Il vento si zittì, le pelli stese sulle corde si afflosciarono inerti, e gli animali nei fangosi arenili
recintati si mossero frenetici, accalcandosi ai lati in cerca di inesistenti rifugi.
Ovunque, la terra si chiazzò nell’ombra sfrecciante di stormi di uccelli che si levarono all’unisono,
un’onda surreale lanciata verso est, il battito delle ali ovattato in un’oscillazione sonora dal tono
basso e nero.
Quando il Silenzio schiaccia le montagne, gli Immortali prendono fiato.

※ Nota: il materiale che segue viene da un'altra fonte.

//! Workspace config file source: config/config.toml and config/{env}.toml

use config::builder::DefaultState;
use config::ConfigBuilder;
use config::ConfigError;
use config::File;
use std::path::Path;

/// Add workspace config files to builder.
/// Precedence: config/config.toml (base) then config/{AEGIS_ENV}.toml (env-specific).
pub fn add_to_builder(
    builder: ConfigBuilder<DefaultState>,
    workspace_root: &Path,
) -> Result<ConfigBuilder<DefaultState>, ConfigError> {
    let config_dir = workspace_root.join("config");
    let env_name = std::env::var("AEGIS_ENV").unwrap_or_else(|_| "development".to_string());

    let mut builder = builder;

    let base_config_path = config_dir.join("config.toml");
    if base_config_path.exists() {
        builder = builder.add_source(File::from(base_config_path).required(false));
    }

    let env_config_path = config_dir.join(format!("{}.toml", env_name));
    if env_config_path.exists() {
        builder = builder.add_source(File::from(env_config_path).required(false));
    }

    Ok(builder)
}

Così recitava un vecchio adagio dei Signori dell’Ovest, divenuto canto di guerra prima di un
attacco furtivo.
L’agguato c’era e tutti lo riconobbero.
Richiamati da un istinto primordiale, volsero occhi sbarrati a nord-ovest, contro i maestosi bastioni
della cordigliera dei Monti Rubino e per la prima volta nella loro impavida esistenza di dominatori, i
barbari si sentirono impotenti.
Muto e accecante, un lampo esplose sulla vetta più alta affacciata su Vhalcan e il cielo si spalancò
sotto la spinta di una ribollente massa fumosa.
Prima che il boato raggiungesse le rive della pianura, scintillando di rabbia vendicativa, la nube
rotolò sul fianco della montagna, sanguinante di lava.
E in un solo, eterno minuto, la consumò.